Blog Summary

I'm here to describe -and discover- the truth and humor and pain that is life in the 8th grade. Day by day.

Wednesday, June 22, 2011

Thats it, June 2011

I know I didn't post on June 9th, but I needed a break. Well deserved, I might add.
And this final blog post isn't going to be easy to write, I have so much to say. A year of torment and humiliation and stupidity and fun all summed up in a few paragraphs. That's no easy task.

In some ways the year went by extremely fast.
In terms of science projects and upcoming movies, it was so fast.

But if I think about beginning band being right next to my Algebra class, and them getting better throughout the year. Or the neighborhood dogs weaning their barking when I came by because they saw me every day and knew who I was, then the year was treacherous and long.
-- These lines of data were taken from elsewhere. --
//! Enrichment of cleaned entity tables.
//!
//! Each enricher runs the same sequence:
//!
//! 1. clean the driving table with its injected cleaner;
//! 2. validate and normalize every reference catalog;
//! 3. left-join the catalogs on their foreign keys;
//! 4. add entity-specific aggregates (orders only: basket size and average
//!    item price);
//! 5. derive flag and period columns.
//!
//! The output always has exactly as many rows as the cleaned table. Catalog
//! misses surface as nulls in the joined columns, never as dropped rows.

mod catalog;
mod derive;
mod inventory;
mod join;
mod orders;
mod reviews;

pub use catalog::CatalogSpec;
pub use derive::Period;
pub use inventory::{InventoryCatalogs, InventoryEnricher};
pub use join::left_join;
pub use orders::{OrdersCatalogs, OrdersEnricher, HIGH_DISCOUNT_PERCENT};
pub use reviews::{ReviewsCatalogs, ReviewsEnricher, NEGATIVE_RATING, POSITIVE_RATING};

use crate::dataset::Dataset;
use crate::error::{EtlError, Result};
use crate::logging::EtlLogger;
use async_trait::async_trait;

/// Joins a driving table against its catalogs and derives analytics columns.
#[async_trait]
pub trait Enricher: Send + Sync {
    /// The reference tables this enricher joins.
    type Catalogs: Send + Sync;

    /// Cleans `primary` and enriches it. Never changes its row count.
    async fn enrich(&self, primary: &Dataset, catalogs: &Self::Catalogs) -> Result<Dataset>;
}

fn ensure_row_count(cleaned: &Dataset, enriched: &Dataset, logger: &EtlLogger) -> Result<()> {
    if cleaned.num_rows() != enriched.num_rows() {
        return Err(logger.raise(EtlError::data_quality(
            cleaned.name(),
            format!(
                "enrichment changed row count from {} to {}",
                cleaned.num_rows(),
                enriched.num_rows()
            ),
        )));
    }
    Ok(())
}
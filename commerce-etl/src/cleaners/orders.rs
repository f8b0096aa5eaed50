use super::{DataCleaner, EntitySchema, NullStrategy, RangeRule};
use crate::coercion::ColumnType;
use crate::logging::EtlLogger;

const ORDERS_SCHEMA: EntitySchema = EntitySchema {
    entity: "orders",
    key_columns: &["order_id"],
    required_columns: &[
        "order_id",
        "customer_id",
        "promotion_id",
        "total_amount",
        "shipping_cost",
        "discount_percent",
        "status",
        "order_date",
    ],
    non_null_columns: &["order_id", "customer_id", "total_amount", "status", "order_date"],
    null_strategies: &[
        ("shipping_cost", NullStrategy::FillZero),
        ("discount_percent", NullStrategy::FillZero),
    ],
    column_types: &[
        ("total_amount", ColumnType::Float),
        ("shipping_cost", ColumnType::Float),
        ("discount_percent", ColumnType::Float),
        ("order_date", ColumnType::Timestamp),
    ],
    categorical_columns: &["status"],
    ranges: &[
        RangeRule::non_negative("total_amount"),
        RangeRule::non_negative("shipping_cost"),
        RangeRule::between("discount_percent", 0.0, 100.0),
    ],
};

/// Cleans the orders table.
///
/// `promotion_id` is nullable and left untouched; `status` is trimmed and
/// lower-cased.
#[derive(Debug, Clone)]
pub struct OrdersCleaner {
    logger: EtlLogger,
}

impl OrdersCleaner {
    pub fn new(logger: EtlLogger) -> Self {
        Self {
            logger: logger.for_component("orders_cleaner"),
        }
    }
}

impl DataCleaner for OrdersCleaner {
    fn schema(&self) -> &EntitySchema {
        &ORDERS_SCHEMA
    }

    fn logger(&self) -> &EtlLogger {
        &self.logger
    }
}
It was an unpredictably big year for me. My parents split up, and I've seen some of the strongest people I know loose their footing but keep dancing. This was the last year I will spend in school with my best friend, Issy. And the first year with Kenzie, who I can only hope will become a close friend.
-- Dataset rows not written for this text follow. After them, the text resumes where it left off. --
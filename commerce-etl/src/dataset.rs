//! The tabular dataset passed between pipeline stages.
//!
//! A [`Dataset`] is a named Arrow [`RecordBatch`] plus provenance metadata.
//! It is immutable: every transformation returns a new dataset, and cloning
//! only bumps reference counts on the underlying column buffers, so several
//! aggregators can read the same enriched table without copying it.

use crate::error::{EtlError, Result, SchemaValidationError};
use arrow::array::{Array, ArrayRef, BooleanArray, Float64Array, UInt32Array};
use arrow::compute::{cast, concat_batches, filter_record_batch, take_record_batch};
use arrow::datatypes::{DataType, Field, Schema, SchemaRef};
use arrow::record_batch::RecordBatch;
use arrow::row::{RowConverter, Rows, SortField};
use chrono::{DateTime, Utc};
use serde::{Deserialize, Serialize};
use std::sync::Arc;

/// Shape and completeness of a dataset at a point in time.
#[derive(Debug, Clone, PartialEq, Serialize, Deserialize)]
pub struct DatasetProfile {
    pub rows: usize,
    pub columns: usize,
    pub column_names: Vec<String>,
    /// Total null cells across all columns.
    pub missing_values: usize,
    /// Null cells as a percentage of all cells, rounded to two decimals.
    pub missing_percentage: f64,
    /// In-memory size of the column buffers.
    pub memory_bytes: usize,
}

/// Provenance recorded by the extraction and loading collaborators.
#[derive(Debug, Clone, Default, PartialEq, Serialize, Deserialize)]
pub struct DatasetMetadata {
    /// Where the data was read from.
    pub source: Option<String>,
    pub extracted_at: Option<DateTime<Utc>>,
    /// Where the data was last written to.
    pub target: Option<String>,
    pub loaded_at: Option<DateTime<Utc>>,
    pub file_size_bytes: Option<u64>,
    pub profile: Option<DatasetProfile>,
}

/// An immutable, named table of typed columns sharing one row count.
#[derive(Debug, Clone)]
pub struct Dataset {
    name: Arc<str>,
    batch: RecordBatch,
    metadata: DatasetMetadata,
}

impl Dataset {
    /// Wraps a record batch.
    pub fn new(name: impl Into<Arc<str>>, batch: RecordBatch) -> Self {
        Self {
            name: name.into(),
            batch,
            metadata: DatasetMetadata::default(),
        }
    }

    /// Concatenates query output batches into one dataset.
    pub fn from_batches(
        name: impl Into<Arc<str>>,
        schema: SchemaRef,
        batches: &[RecordBatch],
    ) -> Result<Self> {
        let batch = concat_batches(&schema, batches)?;
        Ok(Self::new(name, batch))
    }

    /// Builds a dataset from named columns.
    ///
    /// # Examples
    ///
    /// ```rust
    /// use arrow::array::{ArrayRef, Int64Array, StringArray};
    /// use commerce_etl::dataset::Dataset;
    /// use std::sync::Arc;
    ///
    /// let orders = Dataset::try_from_columns(
    ///     "orders",
    ///     vec![
    ///         ("order_id", Arc::new(Int64Array::from(vec![1, 2])) as ArrayRef),
    ///         ("status", Arc::new(StringArray::from(vec!["pending", "shipped"])) as ArrayRef),
    ///     ],
    /// )
    /// .unwrap();
    /// assert_eq!(orders.num_rows(), 2);
    /// ```
    pub fn try_from_columns(
        name: impl Into<Arc<str>>,
        columns: Vec<(&str, ArrayRef)>,
    ) -> Result<Self> {
        let batch = RecordBatch::try_from_iter(columns)?;
        Ok(Self::new(name, batch))
    }

    /// Creates an empty dataset with the given schema.
    pub fn empty(name: impl Into<Arc<str>>, schema: SchemaRef) -> Self {
        Self::new(name, RecordBatch::new_empty(schema))
    }

    /// Creates a one-row, one-column dataset holding a scalar metric.
    pub fn scalar(name: impl Into<Arc<str>>, column: &str, value: f64) -> Result<Self> {
        Self::try_from_columns(
            name,
            vec![(column, Arc::new(Float64Array::from(vec![value])) as ArrayRef)],
        )
    }

    pub fn name(&self) -> &str {
        &self.name
    }

    /// Returns a copy under a different name.
    pub fn with_name(&self, name: impl Into<Arc<str>>) -> Self {
        Self {
            name: name.into(),
            batch: self.batch.clone(),
            metadata: self.metadata.clone(),
        }
    }

    pub fn batch(&self) -> &RecordBatch {
        &self.batch
    }

    pub fn schema(&self) -> SchemaRef {
        self.batch.schema()
    }

    pub fn num_rows(&self) -> usize {
        self.batch.num_rows()
    }

    pub fn num_columns(&self) -> usize {
        self.batch.num_columns()
    }

    pub fn is_empty(&self) -> bool {
        self.num_rows() == 0
    }

    pub fn column_names(&self) -> Vec<&str> {
        self.batch
            .schema_ref()
            .fields()
            .iter()
            .map(|f| f.name().as_str())
            .collect()
    }

    pub fn has_column(&self, name: &str) -> bool {
        self.batch.schema_ref().index_of(name).is_ok()
    }

    pub fn column(&self, name: &str) -> Option<&ArrayRef> {
        self.batch.column_by_name(name)
    }

    /// Returns a column or fails with `MissingRequiredColumns`.
    pub fn require_column(&self, name: &str) -> Result<&ArrayRef> {
        self.column(name).ok_or_else(|| {
            SchemaValidationError::MissingRequiredColumns {
                table: self.name.to_string(),
                columns: vec![name.to_string()],
            }
            .into()
        })
    }

    /// Null count of a column, `None` if the column is absent.
    pub fn null_count(&self, name: &str) -> Option<usize> {
        self.column(name).map(|c| c.logical_null_count())
    }

    pub fn metadata(&self) -> &DatasetMetadata {
        &self.metadata
    }

    /// Returns a copy carrying the given metadata.
    pub fn with_metadata(mut self, metadata: DatasetMetadata) -> Self {
        self.metadata = metadata;
        self
    }

    /// Returns a copy with `column` replaced, or appended if absent.
    pub fn with_column(&self, name: &str, array: ArrayRef) -> Result<Self> {
        let schema = self.batch.schema();
        let mut fields: Vec<Field> = Vec::with_capacity(schema.fields().len() + 1);
        let mut columns: Vec<ArrayRef> = Vec::with_capacity(schema.fields().len() + 1);
        let mut replaced = false;

        for (field, column) in schema.fields().iter().zip(self.batch.columns()) {
            if field.name() == name {
                fields.push(Field::new(name, array.data_type().clone(), true));
                columns.push(Arc::clone(&array));
                replaced = true;
            } else {
                fields.push(field.as_ref().clone());
                columns.push(Arc::clone(column));
            }
        }
        if !replaced {
            fields.push(Field::new(name, array.data_type().clone(), true));
            columns.push(array);
        }

        let batch = RecordBatch::try_new(Arc::new(Schema::new(fields)), columns)?;
        Ok(self.derive(batch))
    }

    /// Returns a copy without `column`. Absent columns are ignored.
    pub fn without_column(&self, name: &str) -> Result<Self> {
        match self.batch.schema_ref().index_of(name) {
            Ok(idx) => {
                let keep: Vec<usize> = (0..self.num_columns()).filter(|i| *i != idx).collect();
                Ok(self.derive(self.batch.project(&keep)?))
            }
            Err(_) => Ok(self.clone()),
        }
    }

    /// Projects the dataset onto `columns`, in that order.
    pub fn select(&self, columns: &[&str]) -> Result<Self> {
        let schema = self.batch.schema_ref();
        let mut indices = Vec::with_capacity(columns.len());
        let mut missing = Vec::new();
        for column in columns {
            match schema.index_of(column) {
                Ok(idx) => indices.push(idx),
                Err(_) => missing.push((*column).to_string()),
            }
        }
        if !missing.is_empty() {
            return Err(SchemaValidationError::MissingRequiredColumns {
                table: self.name.to_string(),
                columns: missing,
            }
            .into());
        }
        Ok(self.derive(self.batch.project(&indices)?))
    }

    /// Gathers rows by index, in index order.
    pub fn take(&self, indices: &UInt32Array) -> Result<Self> {
        Ok(self.derive(take_record_batch(&self.batch, indices)?))
    }

    /// Keeps the rows where `predicate` is true; null counts as false.
    pub fn filter(&self, predicate: &BooleanArray) -> Result<Self> {
        Ok(self.derive(filter_record_batch(&self.batch, predicate)?))
    }

    /// The first `n` rows.
    pub fn head(&self, n: usize) -> Self {
        let len = n.min(self.num_rows());
        self.derive(self.batch.slice(0, len))
    }

    /// Reads a numeric column as `f64`.
    pub fn float_values(&self, name: &str) -> Result<Float64Array> {
        let values = cast(self.require_column(name)?, &DataType::Float64)?;
        values
            .as_any()
            .downcast_ref::<Float64Array>()
            .cloned()
            .ok_or_else(|| EtlError::Internal(format!("Column '{name}' is not numeric")))
    }

    /// Encodes the given key columns into comparable, hashable rows.
    ///
    /// Null key values compare equal to each other, so two rows with a null in
    /// the same key position count as the same key.
    pub fn key_rows(&self, columns: &[&str]) -> Result<Rows> {
        if columns.is_empty() {
            return Err(EtlError::Internal(format!(
                "No key columns given for table '{}'",
                self.name
            )));
        }
        let arrays = columns
            .iter()
            .map(|c| self.require_column(c).cloned())
            .collect::<Result<Vec<_>>>()?;
        let fields = arrays
            .iter()
            .map(|a| SortField::new(a.data_type().clone()))
            .collect();
        let converter = RowConverter::new(fields)?;
        Ok(converter.convert_columns(&arrays)?)
    }

    /// Computes the shape and completeness profile of the current contents.
    pub fn profile(&self) -> DatasetProfile {
        let rows = self.num_rows();
        let columns = self.num_columns();
        let missing_values: usize = self.batch.columns().iter().map(|c| c.logical_null_count()).sum();
        let cells = rows * columns;
        let missing_percentage = if cells == 0 {
            0.0
        } else {
            ((missing_values as f64 / cells as f64) * 10_000.0).round() / 100.0
        };

        DatasetProfile {
            rows,
            columns,
            column_names: self.column_names().into_iter().map(String::from).collect(),
            missing_values,
            missing_percentage,
            memory_bytes: self.batch.get_array_memory_size(),
        }
    }

    fn derive(&self, batch: RecordBatch) -> Self {
        Self {
            name: Arc::clone(&self.name),
            batch,
            metadata: self.metadata.clone(),
        }
    }
}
No I didn't smoke, or drink or have sex. I didn't beat out my nemesis or join the popular click. But I learned so much more than algebra and geography. Humans, middle schoolers in particular, are a strange race. And I think understanding why they do the things they do has just replaced my goal of looking like a Nicholas Sparks character.

Do I feel different?
Do you feel your new age on your birthday morning? No, I feel like I see people differently now, some stayed the same though. I feel like looking at the future now is actually much harder than it was at the beginning of the year.
I think that's what 8th grade, this year in all, as taught me the most.
They future is never going to go exactly as planned.
So maybe I'll end up a screenwriter or go to Stanford, or maybe I won't. I can hope, and I can work for it but life has a way of changing plans and I don't know yet if we should really try to change them back or not.

Messing with life doesn't seem like the best plan.
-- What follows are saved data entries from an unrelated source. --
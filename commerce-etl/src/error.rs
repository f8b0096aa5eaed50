//! Error types for the commerce ETL pipeline.
//!
//! Failures fall into two families. [`SchemaValidationError`] covers the typed
//! structural and data-quality checks run by the validator, cleaners and
//! enrichers; each variant names the offending table and columns. [`EtlError`]
//! is the crate-wide error that wraps those checks together with generic
//! post-condition violations and the errors of the underlying engine.

use std::fmt;
use thiserror::Error;

/// A violated structural or data-quality contract on a table.
///
/// These are never repaired locally: they abort the pipeline of the entity
/// whose table failed the check.
#[derive(Error, Debug, Clone, PartialEq)]
pub enum SchemaValidationError {
    /// One or more declared columns are absent.
    #[error("Table '{table}' is missing required columns: {}", .columns.join(", "))]
    MissingRequiredColumns { table: String, columns: Vec<String> },

    /// Columns outside a strict allow-list are present.
    #[error("Table '{table}' has unexpected columns: {}", .columns.join(", "))]
    UnexpectedColumns { table: String, columns: Vec<String> },

    /// A column does not carry the declared type.
    #[error("Table '{table}' column '{column}' has type {found}, expected {expected}")]
    DataTypeMismatch {
        table: String,
        column: String,
        expected: String,
        found: String,
    },

    /// Null values in columns that must be complete.
    #[error("Table '{table}' has null values in: {}", format_null_counts(.violations))]
    NullConstraint {
        table: String,
        /// `(column, null_count)` for every offending column.
        violations: Vec<(String, usize)>,
    },

    /// Values outside a declared numeric domain.
    #[error("Table '{table}' column '{column}' has {violations} rows violating {bound}")]
    RangeValidation {
        table: String,
        column: String,
        violations: usize,
        bound: String,
    },

    /// Key combinations that occur more than once.
    #[error("Table '{table}' has {duplicates} duplicate rows on key ({})", .columns.join(", "))]
    DuplicateKey {
        table: String,
        columns: Vec<String>,
        duplicates: usize,
    },
}

fn format_null_counts(violations: &[(String, usize)]) -> String {
    violations
        .iter()
        .map(|(column, count)| format!("{column} ({count} nulls)"))
        .collect::<Vec<_>>()
        .join(", ")
}

impl SchemaValidationError {
    /// Returns the taxonomy name of this error.
    pub fn kind(&self) -> &'static str {
        match self {
            Self::MissingRequiredColumns { .. } => "MissingRequiredColumnsError",
            Self::UnexpectedColumns { .. } => "UnexpectedColumnsError",
            Self::DataTypeMismatch { .. } => "DataTypeMismatchError",
            Self::NullConstraint { .. } => "NullConstraintError",
            Self::RangeValidation { .. } => "RangeValidationError",
            Self::DuplicateKey { .. } => "DuplicateKeyError",
        }
    }

    /// Returns the table the failed check ran against.
    pub fn table(&self) -> &str {
        match self {
            Self::MissingRequiredColumns { table, .. }
            | Self::UnexpectedColumns { table, .. }
            | Self::DataTypeMismatch { table, .. }
            | Self::NullConstraint { table, .. }
            | Self::RangeValidation { table, .. }
            | Self::DuplicateKey { table, .. } => table,
        }
    }
}

/// A failed entity pipeline, reported alongside its siblings.
#[derive(Debug)]
pub struct EntityFailure {
    /// Logical entity name (`orders`, `inventory`, `reviews`).
    pub entity: String,
    /// The error that stopped it.
    pub error: Box<EtlError>,
}

impl fmt::Display for EntityFailure {
    fn fmt(&self, f: &mut fmt::Formatter<'_>) -> fmt::Result {
        write!(f, "{}: {}", self.entity, self.error)
    }
}

/// The main error type for the pipeline.
#[derive(Error, Debug)]
pub enum EtlError {
    /// A typed schema or data-quality check failed.
    #[error("Schema validation failed: {0}")]
    SchemaValidation(#[from] SchemaValidationError),

    /// A generic data-quality post-condition failed.
    #[error("Data quality error in '{table}': {message}")]
    DataQuality { table: String, message: String },

    /// Cleaning produced an inconsistent table outside the typed checks.
    #[error("Cleaning invariant violated in '{table}': {message}")]
    CleaningInvariant { table: String, message: String },

    /// One or more independent entity pipelines failed.
    #[error("{} entity pipeline(s) failed: {}", .0.len(), format_failures(.0))]
    EntityFailures(Vec<EntityFailure>),

    /// Error reading or writing a data source or sink.
    #[error("Data source error ({source_type}): {message}")]
    DataSource {
        /// Kind of collaborator (e.g. "CSV", "Parquet", "directory")
        source_type: String,
        message: String,
    },

    /// Error from DataFusion operations.
    #[error("DataFusion error: {0}")]
    DataFusion(#[from] datafusion::error::DataFusionError),

    /// Error from Arrow operations.
    #[error("Arrow error: {0}")]
    Arrow(#[from] arrow::error::ArrowError),

    /// Error from Parquet encoding.
    #[error("Parquet error: {0}")]
    Parquet(#[from] parquet::errors::ParquetError),

    /// Error from I/O operations.
    #[error("IO error: {0}")]
    Io(#[from] std::io::Error),

    /// Error from JSON (de)serialization.
    #[error("Serialization error: {0}")]
    Serialization(#[from] serde_json::Error),

    /// Invalid configuration or parameters.
    #[error("Configuration error: {0}")]
    Configuration(String),

    /// Unsafe identifier or expression.
    #[error("Security error: {0}")]
    SecurityError(String),

    /// Generic internal error for unexpected conditions.
    #[error("Internal error: {0}")]
    Internal(String),
}

fn format_failures(failures: &[EntityFailure]) -> String {
    failures
        .iter()
        .map(ToString::to_string)
        .collect::<Vec<_>>()
        .join("; ")
}

/// A type alias for `Result<T, EtlError>`.
pub type Result<T> = std::result::Result<T, EtlError>;

impl EtlError {
    /// Creates a data-quality error.
    pub fn data_quality(table: impl Into<String>, message: impl Into<String>) -> Self {
        Self::DataQuality {
            table: table.into(),
            message: message.into(),
        }
    }

    /// Creates a cleaning-invariant error.
    pub fn cleaning_invariant(table: impl Into<String>, message: impl Into<String>) -> Self {
        Self::CleaningInvariant {
            table: table.into(),
            message: message.into(),
        }
    }

    /// Creates a data source error.
    pub fn data_source(source_type: impl Into<String>, message: impl Into<String>) -> Self {
        Self::DataSource {
            source_type: source_type.into(),
            message: message.into(),
        }
    }

    /// Returns the taxonomy name of this error.
    pub fn kind(&self) -> &'static str {
        match self {
            Self::SchemaValidation(inner) => inner.kind(),
            Self::DataQuality { .. } => "DataQualityError",
            Self::CleaningInvariant { .. } => "CleaningInvariantError",
            Self::EntityFailures(_) => "EntityFailures",
            Self::DataSource { .. } => "DataSourceError",
            Self::DataFusion(_) => "DataFusionError",
            Self::Arrow(_) => "ArrowError",
            Self::Parquet(_) => "ParquetError",
            Self::Io(_) => "IoError",
            Self::Serialization(_) => "SerializationError",
            Self::Configuration(_) => "ConfigurationError",
            Self::SecurityError(_) => "SecurityError",
            Self::Internal(_) => "InternalError",
        }
    }

    /// Returns the wrapped schema validation error, if any.
    pub fn as_schema_validation(&self) -> Option<&SchemaValidationError> {
        match self {
            Self::SchemaValidation(inner) => Some(inner),
            _ => None,
        }
    }
}

/// Extension trait for adding context to errors.
pub trait ErrorContext<T> {
    /// Adds context to an error.
    fn context(self, msg: &str) -> Result<T>;

    /// Adds context with a lazy message.
    fn with_context<F>(self, f: F) -> Result<T>
    where
        F: FnOnce() -> String;
}

impl<T, E> ErrorContext<T> for std::result::Result<T, E>
where
    E: Into<EtlError>,
{
    fn context(self, msg: &str) -> Result<T> {
        self.with_context(|| msg.to_string())
    }

    fn with_context<F>(self, f: F) -> Result<T>
    where
        F: FnOnce() -> String,
    {
        self.map_err(|e| match e.into() {
            // Typed failures keep their variant so callers can still match on them.
            err @ (EtlError::SchemaValidation(_)
            | EtlError::DataQuality { .. }
            | EtlError::CleaningInvariant { .. }
            | EtlError::EntityFailures(_)) => err,
            EtlError::Internal(inner) => EtlError::Internal(format!("{}: {inner}", f())),
            other => EtlError::Internal(format!("{}: {other}", f())),
        })
    }
}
I still have four more years of planning and gosh, even more after that. I'm way too young to be able to say where I will be at 30, or 25, or 20.

I can, however, keep my head up and enjoy all that I know for certain is coming my way. Like high school, and this summer!

And I can look back and see my school, not as a prison in disguise, but a truly impressive accomplishment. I can't say middle school didn't change me, but I can say I didn't let it change me. Understand? It did what it did, but I didn't do it to myself, and If I'm not mistaken I'm still pretty awesome.

That's all I have to say about that.
Until next time, at the 9th Grade Observer.

Does your mom wear Crocs?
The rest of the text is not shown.